That's one way of looking at it. After WW2 Britain was broke so there was not the cash to invest and it was relying on dominance in the empire market whereas the empire was falling apart.

You may have heard of Jeremy Clarkson, a one time presenter of Top Gear (TV program about cars), well he did a program about what killed the British car industry.

In short no investment in product development plus inept management I terested in short term profit.

You mentioned the Japanese built in reliability, the old BSA approach was, yeah, we have a vast number of dealers so you can buy any part for when your goldstar breaks. Sounds great, but would it not be better for it not to break down in the first place?

I used own an MGB. From its launch in 1962 until the last one in 1980, the car was unchanged apart from getting a 5 bearing engine late 69s and the rubber bumper model to meet US crash regulations in 1977.

I read a book about the Porsche 911. Started around the same time.

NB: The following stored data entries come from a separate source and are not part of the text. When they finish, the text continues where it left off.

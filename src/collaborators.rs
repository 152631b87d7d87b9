//! External collaborator traits
//!
//! The synthesis engine depends on two injected collaborators: a consensus
//! summarizer and a retained-lesson store. Both are trait objects so tests
//! and deployments can substitute implementations without touching the
//! coordinator. Collaborator errors are `anyhow::Error` at this boundary and
//! surface as [`SynthesisError::Collaborator`](crate::errors::SynthesisError)
//! from the engine.

use std::sync::Arc;

use async_trait::async_trait;
use tokio::sync::RwLock;

/// Store of lessons retained from past decisions (allows test mocks)
#[async_trait]
pub trait LessonStore: Send + Sync {
    /// Ordered retained lessons, possibly empty. Must not mutate on read.
    async fn get_retained_lessons(&self) -> anyhow::Result<Vec<String>>;
}

/// Produces a single consensus string from a sequence of perspective texts
#[async_trait]
pub trait ConsensusSummarizer: Send + Sync {
    /// Summarize the texts into one consensus string.
    ///
    /// Deterministic output is not required; the caller never retries on a
    /// non-failure result.
    async fn summarize(&self, texts: &[String]) -> anyhow::Result<String>;
}

/// In-memory lesson store for testing and single-process deployments
pub struct InMemoryLessonStore {
    lessons: Arc<RwLock<Vec<String>>>,
}

impl InMemoryLessonStore {
    pub fn new() -> Self {
        Self {
            lessons: Arc::new(RwLock::new(Vec::new())),
        }
    }

    /// Create a store pre-populated with lessons
    pub fn with_lessons(lessons: Vec<String>) -> Self {
        Self {
            lessons: Arc::new(RwLock::new(lessons)),
        }
    }

    /// Append a lesson, preserving insertion order
    pub async fn retain_lesson(&self, lesson: impl Into<String>) {
        let mut lessons = self.lessons.write().await;
        lessons.push(lesson.into());
    }
}

impl Default for InMemoryLessonStore {
    fn default() -> Self {
        Self::new()
    }
}

#[async_trait]
impl LessonStore for InMemoryLessonStore {
    async fn get_retained_lessons(&self) -> anyhow::Result<Vec<String>> {
        let lessons = self.lessons.read().await;
        Ok(lessons.clone())
    }
}

/// Canned summarizer that ignores its input.
///
/// Stands in until an LLM-backed summarizer is wired in; any implementation
/// of [`ConsensusSummarizer`] can replace it without touching the engine.
pub struct StaticSummarizer {
    text: String,
}

impl StaticSummarizer {
    pub fn new() -> Self {
        Self {
            text: "The primary agreement across models centers on shared themes \
                   and overlapping logic."
                .to_string(),
        }
    }

    /// Use a specific canned consensus instead of the default sentence
    pub fn with_text(text: impl Into<String>) -> Self {
        Self { text: text.into() }
    }
}

impl Default for StaticSummarizer {
    fn default() -> Self {
        Self::new()
    }
}

#[async_trait]
impl ConsensusSummarizer for StaticSummarizer {
    async fn summarize(&self, _texts: &[String]) -> anyhow::Result<String> {
        Ok(self.text.clone())
    }
}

The last chapter listed the model differences and virtually every year there were changes, engine, transmission, body etc.. The continuous development has ensured porsche are still selling cars whereas MG is a badge on soulless Chinese metal boxes.

As aside, I'm surprised HD have managed to survive, although I seem to recall reading they almost went down the pan a couple of times, maybe having a large and loyal domestic market was enough.
 
I am a student of 20 century history, and much of my personal reading involves that timeframe. After WW II, England was trying to right-itself, and one way they did that was to manufacture goods for export, to help with the precarious balance of trade they were experiencing. As-such, use and importation of raw goods was prioritized, and preferential treatment was granted to industries which exported out of the U.K. Motorcycles and automobiles were two relatively-costly consumer goods which helped. You probably had a better chance of seeing an Aston-Martin, Jaguar, Austin-Healy or a Jensen in the USA than you did somewhere in the British Isles.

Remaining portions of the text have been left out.